Brian Noe, veteran host on Fox Sports Radio and NBC Sports Northwest, offered an alternative perspective for hosts.
“Call me crazy, but I really don’t think much changes for a host during this unprecedented MLB season. The job still remains to find interesting angles that gain the most traction. I greatly appreciate the players going out and performing during a global pandemic. Ideally, I hope there will be many compelling stories on the field that will be the main focus. However, you can’t force it. Hosts shouldn’t try to shoehorn conversations about middle relievers into shows as if they’re in a baseball-minded city like Boston when they aren’t.
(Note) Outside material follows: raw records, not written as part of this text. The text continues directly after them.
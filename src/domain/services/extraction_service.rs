// Copyright (c) 2025 Kirky.X
//
// Licensed under the MIT License
// See LICENSE file in the project root for full license information.

//! Selector-driven extraction of job fields from a fetched Upwork page.
//!
//! Selector priority lists are plain data: Upwork renames `data-test` hooks
//! regularly, so recovering from a markup change should mean reordering or
//! extending a list, not rewriting lookup code. Budget and skills carry
//! regex fallbacks over the page text for layouts the selectors miss.

use once_cell::sync::Lazy;
use regex::Regex;
use scraper::{Html, Selector};

use crate::config::settings::SkillsHeuristics;
use crate::domain::models::scraped_job::{ScrapeMode, ScrapedJob};
use crate::utils::errors::{ScrapeError, ScrapeErrorCode};

/// Hard cap on entries recovered by the text-window fallback. Tags found
/// through selectors are trusted as-is.
const MAX_SKILL_ITEMS: usize = 12;

pub const TITLE_WARNING: &str = "Could not confidently detect job title";
pub const DESCRIPTION_WARNING: &str = "Could not confidently detect job description";
pub const BUDGET_WARNING: &str = "Budget was not found";
pub const SKILLS_WARNING: &str = "Skills were not found";

/// Title candidates, most specific first. `h1` last as a catch-all.
const TITLE_SELECTORS: [&str; 4] = [
    r#"h1[data-test="job-title"]"#,
    r#"h1[data-test="job-title-text"]"#,
    "h1.air3-line-clamp",
    "h1",
];

const TITLE_META_FALLBACK: [&str; 1] = [r#"meta[property="og:title"]"#];

/// Description containers whose inner markup becomes the markdown body.
const DESCRIPTION_SELECTORS: [&str; 5] = [
    r#"[data-test="job-description-text"]"#,
    r#"[data-test="job-description"]"#,
    r#"section[data-test="JobDescription"]"#,
    r#"div[data-qa="job-description"]"#,
    "article",
];

const DESCRIPTION_META_FALLBACK: [&str; 1] = [r#"meta[name="description"]"#];

const BUDGET_SELECTORS: [&str; 5] = [
    r#"[data-test="job-budget"]"#,
    r#"[data-test="is-fixed-price"]"#,
    r#"[data-test="hourly-rate"]"#,
    r#"li[data-test*="budget"]"#,
    r#"div[data-test*="budget"]"#,
];

/// Grouped selector for skill pills across old and new Upwork layouts.
const SKILL_TOKEN_SELECTORS: &str = concat!(
    r#"[data-test="job-skills"] [data-test="Token"], "#,
    r#"[data-test="Skills"] [data-test="Token"], "#,
    r#"a[data-test="link-skill"], "#,
    r#"span[data-test="skill"], "#,
    ".air3-token"
);

/// Budget/rate shapes in priority order: ranges win over single rates,
/// labeled amounts are the last resort.
static BUDGET_PATTERNS: Lazy<Vec<Regex>> = Lazy::new(|| {
    [
        r"(?i)\$\s?\d[\d,]*(?:\.\d{1,2})?\s?-\s?\$\s?\d[\d,]*(?:\.\d{1,2})?\s?(?:/hr|per hour|hourly)?",
        r"(?i)\$\s?\d[\d,]*(?:\.\d{1,2})?\s?(?:/hr|per hour|hourly)",
        r"(?i)Budget\s*[:\-]?\s*\$\s?\d[\d,]*(?:\.\d{1,2})?(?:\s?-\s?\$\s?\d[\d,]*(?:\.\d{1,2})?)?",
        r"(?i)Fixed\s*Price\s*[:\-]?\s*\$\s?\d[\d,]*(?:\.\d{1,2})?",
    ]
    .iter()
    .map(|pattern| Regex::new(pattern).unwrap())
    .collect()
});

/// Start of a skills section in plain page text.
static SKILLS_SECTION: Lazy<Regex> =
    Lazy::new(|| Regex::new(r"(?i)Skills(?:\s+and\s+Expertise)?\s*[:\n]?").unwrap());

/// Separators between skill fragments: newlines, commas, pipes, bullets.
static SKILL_SPLIT: Lazy<Regex> = Lazy::new(|| Regex::new(r"[\n,|·•]").unwrap());

static HORIZONTAL_WS: Lazy<Regex> = Lazy::new(|| Regex::new(r"[ \t]+").unwrap());
static EXCESS_NEWLINES: Lazy<Regex> = Lazy::new(|| Regex::new(r"\n{3,}").unwrap());
static TRAILING_LINE_WS: Lazy<Regex> = Lazy::new(|| Regex::new(r"[ \t]+\n").unwrap());

/// Collapse scraped text into a compact, stable form.
///
/// CR stripped, horizontal runs collapsed to one space, 3+ newlines squeezed
/// to a blank line, per-line trailing whitespace removed, ends trimmed.
pub fn normalize_whitespace(text: &str) -> String {
    if text.is_empty() {
        return String::new();
    }
    let no_cr = text.replace('\r', "");
    let collapsed = HORIZONTAL_WS.replace_all(&no_cr, " ");
    let squeezed = EXCESS_NEWLINES.replace_all(&collapsed, "\n\n");
    let clean_lines = TRAILING_LINE_WS.replace_all(&squeezed, "\n");
    clean_lines.trim().to_string()
}

/// Normalize entries, drop empties, dedupe case-insensitively while keeping
/// first-seen order and casing.
pub fn unique_non_empty<I, S>(values: I) -> Vec<String>
where
    I: IntoIterator<Item = S>,
    S: AsRef<str>,
{
    let mut seen = std::collections::HashSet::new();
    let mut out = Vec::new();
    for value in values {
        let cleaned = normalize_whitespace(value.as_ref());
        if cleaned.is_empty() {
            continue;
        }
        if seen.insert(cleaned.to_lowercase()) {
            out.push(cleaned);
        }
    }
    out
}

/// Convert an HTML fragment to whitespace-normalized markdown.
pub fn html_to_markdown(fragment: &str) -> String {
    let markdown = htmd::convert(fragment).unwrap_or_default();
    normalize_whitespace(&markdown)
}

/// First selector whose first match has non-empty normalized text.
fn pick_first_text(document: &Html, selectors: &[&str]) -> String {
    for raw in selectors {
        let selector = match Selector::parse(raw) {
            Ok(s) => s,
            Err(_) => continue,
        };
        if let Some(element) = document.select(&selector).next() {
            let value = normalize_whitespace(&element.text().collect::<String>());
            if !value.is_empty() {
                return value;
            }
        }
    }
    String::new()
}

/// First selector whose first match carries a non-empty attribute value.
fn pick_first_attr(document: &Html, selectors: &[&str], attr: &str) -> String {
    for raw in selectors {
        let selector = match Selector::parse(raw) {
            Ok(s) => s,
            Err(_) => continue,
        };
        if let Some(element) = document.select(&selector).next() {
            let value = normalize_whitespace(element.value().attr(attr).unwrap_or_default());
            if !value.is_empty() {
                return value;
            }
        }
    }
    String::new()
}

/// Inner HTML of the first matched container. An empty string does not count
/// as a match, but whitespace-only markup does, mirroring how the page is
/// rendered upstream.
fn pick_first_inner_html(document: &Html, selectors: &[&str]) -> Option<String> {
    for raw in selectors {
        let selector = match Selector::parse(raw) {
            Ok(s) => s,
            Err(_) => continue,
        };
        if let Some(element) = document.select(&selector).next() {
            let inner = element.inner_html();
            if !inner.is_empty() {
                return Some(inner);
            }
        }
    }
    None
}

/// Extracts structured job data out of serialized page HTML.
///
/// Synchronous on purpose: `scraper::Html` is not `Send`, so the parsed
/// document must never be held across an await point.
#[derive(Debug, Clone, Default)]
pub struct ExtractionService {
    skills: SkillsHeuristics,
}

impl ExtractionService {
    pub fn new(skills: SkillsHeuristics) -> Self {
        Self { skills }
    }

    /// Pull title, description, budget, and skills from a fetched page.
    ///
    /// Title and description are required: if either comes up empty the page
    /// is not a readable job posting and extraction fails. Budget and skills
    /// degrade to a warning each.
    pub fn extract(
        &self,
        html: &str,
        page_url: &str,
        mode: ScrapeMode,
    ) -> Result<ScrapedJob, ScrapeError> {
        let document = Html::parse_document(html);

        let mut title = pick_first_text(&document, &TITLE_SELECTORS);
        if title.is_empty() {
            title = pick_first_attr(&document, &TITLE_META_FALLBACK, "content");
        }

        let description = match pick_first_inner_html(&document, &DESCRIPTION_SELECTORS) {
            Some(inner) => html_to_markdown(&inner),
            None => pick_first_attr(&document, &DESCRIPTION_META_FALLBACK, "content"),
        };

        let page_text = {
            let body_text = match Selector::parse("body") {
                Ok(selector) => document
                    .select(&selector)
                    .next()
                    .map(|body| body.text().collect::<String>())
                    .unwrap_or_default(),
                Err(_) => String::new(),
            };
            normalize_whitespace(&body_text)
        };

        let budget = {
            let from_selectors = pick_first_text(&document, &BUDGET_SELECTORS);
            if from_selectors.is_empty() {
                self.budget_from_text(&page_text).unwrap_or_default()
            } else {
                from_selectors
            }
        };

        let mut skill_values: Vec<String> = Vec::new();
        if let Ok(selector) = Selector::parse(SKILL_TOKEN_SELECTORS) {
            for element in document.select(&selector) {
                skill_values.push(element.text().collect::<String>());
            }
        }
        skill_values.extend(self.skills_from_text(&page_text));
        let skills = unique_non_empty(&skill_values);

        let mut warnings = Vec::new();
        if title.is_empty() {
            warnings.push(TITLE_WARNING.to_string());
        }
        if description.is_empty() {
            warnings.push(DESCRIPTION_WARNING.to_string());
        }
        if budget.is_empty() {
            warnings.push(BUDGET_WARNING.to_string());
        }
        if skills.is_empty() {
            warnings.push(SKILLS_WARNING.to_string());
        }

        if title.is_empty() || description.is_empty() {
            return Err(ScrapeError::new(
                ScrapeErrorCode::ScrapeFailed,
                "Could not extract required job details from this URL",
            ));
        }

        Ok(ScrapedJob {
            url: page_url.to_string(),
            title,
            description,
            budget: if budget.is_empty() { None } else { Some(budget) },
            skills: skills.join(", "),
            mode,
            warnings,
        })
    }

    /// First budget pattern that matches anywhere in the page text.
    fn budget_from_text(&self, text: &str) -> Option<String> {
        if text.is_empty() {
            return None;
        }
        for pattern in BUDGET_PATTERNS.iter() {
            if let Some(found) = pattern.find(text) {
                let cleaned = normalize_whitespace(found.as_str());
                if !cleaned.is_empty() {
                    return Some(cleaned);
                }
            }
        }
        None
    }

    /// Text-window fallback for skills: take the window after a "Skills"
    /// header, split on separators, keep plausible tag-sized fragments.
    fn skills_from_text(&self, text: &str) -> Vec<String> {
        let section = match SKILLS_SECTION.find(text) {
            Some(found) => found,
            None => return Vec::new(),
        };
        let window: String = text[section.end()..]
            .chars()
            .take(self.skills.window_chars)
            .collect();

        SKILL_SPLIT
            .split(&window)
            .map(normalize_whitespace)
            .filter(|fragment| {
                let len = fragment.chars().count();
                len >= self.skills.min_token_chars && len <= self.skills.max_token_chars
            })
            .take(MAX_SKILL_ITEMS)
            .collect()
    }
}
“It’s a bad approach to create topics out of respect for players that are risking their health. We’re in the ratings business, not the admiration business. We’ve heard it a million times — play the hits. The saying isn’t to talk about a utility outfielder like he’s on a LeBron level out of gratitude for MLB providing entertainment during tough times. The job is to always figure out what listeners are interested in and keep feeding them what they want. Sell what is being bought. Don’t sell what they aren’t buying — even during a pandemic.”